The Supreme Court bench of Justice NV Ramana, Justice Subhash Reddy and Justice BR Gavai today heard arguments in a batch of petitions against the Kashmir lockdown which has now crossed 100 days since the August 5 abrogation of Article 370.
The court has set final hearing on the petitions for December 10, and directed the Centre to submit counter affidavit by November 22.
Senior Counsel Kapil Sibal raised several questions in his arguments before the court:
- Here there is nothing to do cross border terrorism. This cross border terrorism is happening prior to Art 370 abrogation.
- Most of the people in Kashmir are peace loving. Their fundamental rights have to be protected. You can only restrict those who are trouble makers and not the entire community living there.
- There is a way to interpret Article 19. How does blocking internet do any good. Social media does. So you can block social media, not internet in whole.
- Why was it necessary to ban landlines, it’s essential for communication.
- I can speak to any one I want, how can you stop that. Fake news can be restricted. How can using telephone have an impact on public order.

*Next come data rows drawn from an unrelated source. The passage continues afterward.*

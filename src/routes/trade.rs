use axum::{routing::get, Router};

use crate::handlers::trade::*;
use crate::state::AppState;
use crate::store::Database;

pub fn trade_routes<D: Database>() -> Router<AppState<D>> {
    Router::new()
        .route(
            "/api/trade-offers",
            get(list_trade_offers::<D>).post(propose_trade::<D>),
        )
        .route(
            "/api/trade-offers/:id",
            get(get_trade_offer::<D>).delete(cancel_trade_offer::<D>),
        )
}
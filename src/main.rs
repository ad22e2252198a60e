//! Card collector server
//!
//! Serves the collection, trade, quest and pack API over HTTP, backed by
//! PostgreSQL or, with `DATABASE_URL=memory`, by an in-process store.

use std::net::SocketAddr;

use anyhow::Context;
use axum::http::{HeaderValue, Method};
use axum::Router;
use tokio::signal;
use tower_http::cors::{Any, CorsLayer};

use card_collector_server::config::{Config, StorageBackend};
use card_collector_server::db;
use card_collector_server::routes::build_router;
use card_collector_server::state::AppState;
use card_collector_server::store::{MemoryDatabase, PgDatabase};

#[tokio::main]
async fn main() -> anyhow::Result<()> {
    let config = Config::from_env().context("Failed to load configuration")?;

    tracing_subscriber::fmt()
        .with_env_filter(
            tracing_subscriber::EnvFilter::try_from_default_env()
                .unwrap_or_else(|_| tracing_subscriber::EnvFilter::new(&config.log_level)),
        )
        .with_target(true)
        .with_thread_ids(true)
        .with_file(true)
        .with_line_number(true)
        .init();

    tracing::info!(environment = config.environment.as_str(), "Starting card collector");

    let cors = configure_cors(&config);

    let app: Router = match config.storage_backend() {
        StorageBackend::Memory => {
            tracing::warn!("Using in-memory storage, data is lost on shutdown");
            build_router(AppState::new(MemoryDatabase::new(), config.max_pack_size), cors)
        }
        StorageBackend::Postgres => {
            let pool = db::create_pool(&config)
                .await
                .context("Failed to connect to database")?;

            if config.run_migrations {
                db::run_migrations(&pool)
                    .await
                    .context("Failed to run migrations")?;
            }

            build_router(AppState::new(PgDatabase::new(pool), config.max_pack_size), cors)
        }
    };

    let addr = SocketAddr::from(([0, 0, 0, 0], config.port));

    tracing::info!("Server listening on {}", addr);
    tracing::info!("Health check at http://{}/health", addr);

    let listener = tokio::net::TcpListener::bind(addr)
        .await
        .with_context(|| format!("Failed to bind {}", addr))?;

    axum::serve(listener, app)
        .with_graceful_shutdown(shutdown_signal())
        .await
        .context("Server error")?;

    tracing::info!("Server shutdown complete");

    Ok(())
}

fn configure_cors(config: &Config) -> CorsLayer {
    let allowed_origins = config.cors_allowed_origins.as_deref().unwrap_or_default();

    if allowed_origins.trim().is_empty() {
        tracing::warn!("CORS_ALLOWED_ORIGINS not set, allowing all origins (permissive)");
        return CorsLayer::permissive();
    }

    let origins: Vec<HeaderValue> = allowed_origins
        .split(',')
        .filter_map(|s| s.trim().parse().ok())
        .collect();

    CorsLayer::new()
        .allow_origin(origins)
        .allow_methods([Method::GET, Method::POST, Method::PUT, Method::DELETE])
        .allow_headers(Any)
}

/// Resolves on Ctrl+C or SIGTERM
async fn shutdown_signal() {
    let ctrl_c = async {
        if let Err(e) = signal::ctrl_c().await {
            tracing::error!(error = %e, "Failed to install Ctrl+C handler");
            std::future::pending::<()>().await;
        }
    };

    #[cfg(unix)]
    let terminate = async {
        match signal::unix::signal(signal::unix::SignalKind::terminate()) {
            Ok(mut sigterm) => {
                sigterm.recv().await;
            }
            Err(e) => {
                tracing::error!(error = %e, "Failed to install SIGTERM handler");
                std::future::pending::<()>().await;
            }
        }
    };

    #[cfg(not(unix))]
    let terminate = std::future::pending::<()>();

    tokio::select! {
        _ = ctrl_c => {
            tracing::info!("Received Ctrl+C, initiating graceful shutdown...");
        }
        _ = terminate => {
            tracing::info!("Received SIGTERM, initiating graceful shutdown...");
        }
    }
}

- Put restrictions on those people who are disturbing peace, you know who are the elements who can disturb the peace.
- If I want a medical facility, and my telephone doesn’t work. How will I reach hospital. There is no telephone connection for medical emergency.
- How do I go to bank , how do I get my transfer?
- All essential services have been completely stopped.
- Power of Section 144 is supposed to be used for the welfare of people.
- You can not completely stop movement of speech & movement. You can only restrict it.
- Post paid mobile works, but even today pre-paid doesn’t work.
- They say higher secondary schools have opened but children are still not going.
- Reasons & justifications for placing such order was never reflected upon.
- Section 144 clearly says there should be something material. Nothing happened and they presumed. People there are peace lovers and still without considering that they passed the orders without any justifications
- The order of the government doesn’t fall under the provisions given in the Telegraph Act because there power is restricted under 5(2) of Telegraph Act – Power for Government to take possession of licensed telegraphs and to order interception of messages.
- Review committee has to see whether your orders are consistent with the Act.
- What can an email do, it’s only between only 2 people. What you are blocking is information. All social media can be blocked, because it is mass communication, as mass communication can result in fake news as it happened earlier also.
- But you can not block a telephone line , you cannot block email
- You (Govt.) should have determined what is the least restrictive action here. If you are interfering with Article 19, you need to apply this ultimate test.
- There are central govt agencies living in Kashmir. Those employees don’t stay near these establishments. They stay in places where there is no transportation. You should have made arrangements for their safety when you imposed restrictions. This is what the state is supposed to do in the context of Art 19.
- ‘No public movement’ – that’s how it was implemented.
- If public movement was allowed, why was I stopped at the airport.
- This is nothing to do with 19(2). This is absolute Prohibition.
- They say, it doesn’t apply to ambulances. But if there is no telephone connection how will I call ambulance.
- You curtail the right of one person, you protect the right of other person. You need to balance it.
- This is the heart of the argument I am raising with respect to Art 19.
- The order must speak for itself. The affidavit cannot speak for the order. You have to see the order and see the material present in it.
- You could have clearly mentioned as to how if you block telephone lines, would it help in maintaining peace/order.
- This was in fact done to prevent others from getting to know as to what is happening in Kashmir.
- The service under Ayushman Bharath, a govt scheme, was down.
- We cannot touch Fundamental rights, in the interest of state.
Mr. Sibal concluded his arguments, seeking guidelines to be laid down by the court so that this kind of lockdown is not repeated anywhere in India.
Arguments on behalf of Journalists –
- Security personnel are restricting journalists even though they have pass.
- Journalists are also manhandled by security personnel.
- There is a clear violation of Article 19 & 21 of our Constitution.
- Reasonableness and testing – that is the soul of the Article 19.